Chocolate, Tea and Coffee—Yum!

Holiday gifts that support agriculture in developing countries.

As a Peace Corps volunteer in Kenya I learned many things—a new language, a different culture and an appreciation of the struggle farmers go through to get a fair price for their produce. So when I can buy delicious food gifts that help farmers in developing countries, I seize the opportunity.

I like to treat myself to a visit to serendipiTea, a wonderful tea shop at 73 Plandome Road in Manhasset. If tea makes you think "refinement" and "elegance," this is the place to be. I'm delighted to see that they have two beautifully packaged special blends – Peace and Harmony – where 20 percent of all sales are being donated to the Peace Corps to celebrate our 50th anniversary. Harmony contains 5 ingredients from 5 countries served by Peace Corps volunteers: Turkey, Sudan, Burkino Faso, South Africa and Chile. The ingredients in Peace come from India, Bulgaria, Nigeria, Sri Lanka and China. 

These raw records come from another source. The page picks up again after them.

//! The schedule workspace state machine.
//!
//! ```text
//!  Idle ──begin_solve──▶ Processing ──complete_solve──▶ Ready
//!                            │  ▲                        │
//!                  fail/reject│  └──────begin_solve───────┤
//!                            ▼                           │
//!                          Failed ◀──────────────────────┘
//! ```
//!
//! Every `begin_solve` issues a new token. Only the response for the latest
//! token may be applied; `clear` and `load_session` also advance the token so
//! that a solve started before them can no longer land.
//!
//! The oracle call itself stays outstanding until its answer (stale or not)
//! comes back, and no new solve may start before then.

use log::{debug, info, warn};
use std::sync::Arc;

use super::navigator::ResidentNavigator;
use super::preferences::WorkspacePreferences;
use crate::db::{Session, SessionId};
use crate::error::{WorkspaceError, WorkspaceResult};
use crate::models::ScheduleResult;
use crate::solve::PinSet;

#[derive(Debug, Clone, Copy, PartialEq, Eq)]
pub enum WorkspacePhase {
    Idle,
    Processing,
    Ready,
    Failed,
}

/// Handle for one outstanding solve.
#[derive(Debug, Clone, Copy, PartialEq, Eq)]
pub struct SolveTicket {
    token: u64,
    continuation: bool,
}

impl SolveTicket {
    pub fn token(&self) -> u64 {
        self.token
    }

    /// Whether this solve re-optimizes the active result around pinned residents.
    pub fn is_continuation(&self) -> bool {
        self.continuation
    }
}

/// What the caller should do with a freshly adopted result.
#[derive(Debug, Clone, Copy, PartialEq, Eq)]
pub enum AutoSave {
    /// No session is linked: create one for this result.
    Create,
    /// The result belongs to the linked session already.
    Skip,
}

#[derive(Debug, Clone)]
pub struct ScheduleWorkspaceState {
    phase: WorkspacePhase,
    latest_token: u64,
    in_flight: Option<u64>,
    /// Token of the oracle call still awaiting an answer.
    oracle_call: Option<u64>,
    active: Option<Arc<ScheduleResult>>,
    navigator: ResidentNavigator,
    current_session: Option<SessionId>,
    preferences: WorkspacePreferences,
    last_error: Option<String>,
}

impl Default for ScheduleWorkspaceState {
    fn default() -> Self {
        Self::new(WorkspacePreferences::default())
    }
}

impl ScheduleWorkspaceState {
    pub fn new(preferences: WorkspacePreferences) -> Self {
        Self {
            phase: WorkspacePhase::Idle,
            latest_token: 0,
            in_flight: None,
            oracle_call: None,
            active: None,
            navigator: ResidentNavigator::default(),
            current_session: None,
            preferences,
            last_error: None,
        }
    }

    pub fn phase(&self) -> WorkspacePhase {
        self.phase
    }

    pub fn is_processing(&self) -> bool {
        self.phase == WorkspacePhase::Processing
    }

    /// Whether an oracle call is outstanding, even one whose answer will be discarded.
    pub fn is_awaiting_oracle(&self) -> bool {
        self.oracle_call.is_some()
    }

    pub fn active_result(&self) -> Option<&Arc<ScheduleResult>> {
        self.active.as_ref()
    }

    pub fn navigator(&self) -> &ResidentNavigator {
        &self.navigator
    }

    pub fn current_session(&self) -> Option<SessionId> {
        self.current_session
    }

    pub fn pins(&self) -> &PinSet {
        &self.preferences.pinned
    }

    pub fn selected_resident(&self) -> Option<&str> {
        self.preferences.selected_resident.as_deref()
    }

    pub fn academic_year(&self) -> &str {
        &self.preferences.academic_year
    }

    pub fn preferences(&self) -> &WorkspacePreferences {
        &self.preferences
    }

    /// Message of the last failed or rejected solve, cleared by the next one.
    pub fn last_error(&self) -> Option<&str> {
        self.last_error.as_deref()
    }

    /// Enter `Processing`.
    ///
    /// A solve with pins over an active result continues the current session;
    /// any other solve starts a fresh one, so the session link is dropped.
    pub fn begin_solve(&mut self) -> WorkspaceResult<SolveTicket> {
        if self.is_processing() || self.is_awaiting_oracle() {
            return Err(WorkspaceError::SolveInProgress);
        }
        self.latest_token += 1;
        let continuation = !self.preferences.pinned.is_empty() && self.active.is_some();
        if !continuation {
            self.current_session = None;
        }
        self.in_flight = Some(self.latest_token);
        self.oracle_call = Some(self.latest_token);
        self.phase = WorkspacePhase::Processing;
        self.last_error = None;
        debug!(
            "Solve {} started (continuation={})",
            self.latest_token, continuation
        );
        Ok(SolveTicket {
            token: self.latest_token,
            continuation,
        })
    }

    fn check_ticket(&mut self, ticket: SolveTicket) -> WorkspaceResult<()> {
        self.release_oracle_call(ticket);
        if self.in_flight != Some(ticket.token) {
            warn!(
                "Discarding response for solve {} (latest is {})",
                ticket.token, self.latest_token
            );
            return Err(WorkspaceError::StaleResponse {
                token: ticket.token,
                latest: self.latest_token,
            });
        }
        Ok(())
    }

    /// Apply the oracle's answer for `ticket`.
    ///
    /// A result that cannot be adopted leaves the previous one active.
    pub fn complete_solve(
        &mut self,
        ticket: SolveTicket,
        result: ScheduleResult,
    ) -> WorkspaceResult<AutoSave> {
        self.check_ticket(ticket)?;
        self.in_flight = None;

        if !result.is_adoptable() {
            let reason = result.rejection_reason();
            warn!("Solve {} rejected: {}", ticket.token, reason);
            self.phase = WorkspacePhase::Failed;
            self.last_error = Some(reason.clone());
            return Err(WorkspaceError::SolveRejected(reason));
        }

        info!(
            "Solve {} adopted with {} residents",
            ticket.token,
            result.residents.len()
        );
        self.adopt(result);
        self.keep_or_reset_selection();
        self.phase = WorkspacePhase::Ready;

        Ok(if self.current_session.is_none() {
            AutoSave::Create
        } else {
            AutoSave::Skip
        })
    }

    /// Record a transport failure for `ticket`. The previous result stays active.
    pub fn fail_solve(&mut self, ticket: SolveTicket, error: &WorkspaceError) -> WorkspaceResult<()> {
        self.check_ticket(ticket)?;
        self.in_flight = None;
        self.phase = WorkspacePhase::Failed;
        self.last_error = Some(error.to_string());
        Ok(())
    }

    /// The oracle call for `ticket` was dropped before it answered.
    pub fn abandon_solve(&mut self, ticket: SolveTicket) {
        self.release_oracle_call(ticket);
        if self.in_flight == Some(ticket.token) {
            warn!("Solve {} abandoned before the solver answered", ticket.token);
            self.in_flight = None;
            self.phase = WorkspacePhase::Failed;
            self.last_error = Some("Solve cancelled".to_string());
        }
    }

    fn release_oracle_call(&mut self, ticket: SolveTicket) {
        if self.oracle_call == Some(ticket.token) {
            self.oracle_call = None;
        }
    }

    /// Replace the workspace with a saved session.
    pub fn load_session(&mut self, session: Session) {
        self.invalidate_in_flight();
        self.current_session = Some(session.id());
        self.adopt(session.api_response);
        self.preferences.pinned.clear();
        self.preferences.selected_resident = self.navigator.first().map(str::to_string);
        self.phase = WorkspacePhase::Ready;
        self.last_error = None;
    }

    /// Bring back the latest session at startup.
    ///
    /// Unlike [`load_session`](Self::load_session) this keeps the persisted
    /// pins and selection, and adopts the session's academic year only when
    /// none is set locally.
    pub fn restore_session(&mut self, session: Session) {
        self.invalidate_in_flight();
        self.current_session = Some(session.id());
        if self.preferences.academic_year.trim().is_empty() {
            if let Some(year) = session.summary.academic_year.clone() {
                self.preferences.academic_year = year;
            }
        }
        self.adopt(session.api_response);
        self.keep_or_reset_selection();
        self.phase = WorkspacePhase::Ready;
        self.last_error = None;
    }

    /// Inputs changed: drop the active result and session link.
    pub fn clear(&mut self) {
        self.invalidate_in_flight();
        self.active = None;
        self.navigator = ResidentNavigator::default();
        self.current_session = None;
        self.phase = WorkspacePhase::Idle;
        self.last_error = None;
    }

    /// Link the active result to `id` after it was saved.
    pub fn record_session(&mut self, id: SessionId) {
        self.current_session = Some(id);
    }

    /// Unlink `id` if it is the current session. The result stays on screen.
    pub fn forget_session(&mut self, id: SessionId) -> bool {
        if self.current_session == Some(id) {
            self.current_session = None;
            true
        } else {
            false
        }
    }

    pub fn toggle_pin(&mut self, mcr: &str) -> bool {
        self.preferences.pinned.toggle(mcr)
    }

    /// Select a resident of the active result.
    pub fn select_resident(&mut self, mcr: &str) -> WorkspaceResult<()> {
        if !self.navigator.contains(mcr) {
            return Err(WorkspaceError::validation(format!(
                "Resident '{}' is not part of the current schedule",
                mcr
            )));
        }
        self.preferences.selected_resident = Some(mcr.to_string());
        Ok(())
    }

    /// Move the selection one resident back. Returns the new selection.
    pub fn select_prev(&mut self) -> Option<&str> {
        let current = self.preferences.selected_resident.as_deref()?;
        let prev = self.navigator.prev(current).to_string();
        self.preferences.selected_resident = Some(prev);
        self.selected_resident()
    }

    /// Move the selection one resident forward. Returns the new selection.
    pub fn select_next(&mut self) -> Option<&str> {
        let current = self.preferences.selected_resident.as_deref()?;
        let next = self.navigator.next(current).to_string();
        self.preferences.selected_resident = Some(next);
        self.selected_resident()
    }

    pub fn set_academic_year(&mut self, academic_year: impl Into<String>) {
        self.preferences.academic_year = academic_year.into();
    }

    fn adopt(&mut self, result: ScheduleResult) {
        self.navigator = ResidentNavigator::from_residents(&result.residents);
        self.active = Some(Arc::new(result));
    }

    fn keep_or_reset_selection(&mut self) {
        let keep = self
            .preferences
            .selected_resident
            .as_deref()
            .is_some_and(|mcr| self.navigator.contains(mcr));
        if !keep {
            self.preferences.selected_resident = self.navigator.first().map(str::to_string);
        }
    }

    fn invalidate_in_flight(&mut self) {
        if self.in_flight.take().is_some() {
            debug!("Invalidating in-flight solve {}", self.latest_token);
        }
        self.latest_token += 1;
    }
}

The chocolate – some of the best in the world– is from Madagascar, the island off the east coast of Africa; 85 percent of the wild and plant life in this unique environment exists no where else in the world. Madecasse is an award winning company started by three returned Madagascar Peace Corps Volunteers. Wine Spectator, The New York Times and Bloomberg Business Week have praised the chocolate. Tim McCollum, one of the founders, explains how his company is helping the farmers and the delicate environment of the island. “Cocoa is shade-grown under a canopy of indigenous hardwood trees. By giving farmers a good price for their cocoa, Madecasse provides an incentive for them to continue growing the crop instead of cutting down the trees for rice farming, which has happened in many parts of the country.” Whole Foods Market in Manhasset and Jericho carries Madecasse chocolate.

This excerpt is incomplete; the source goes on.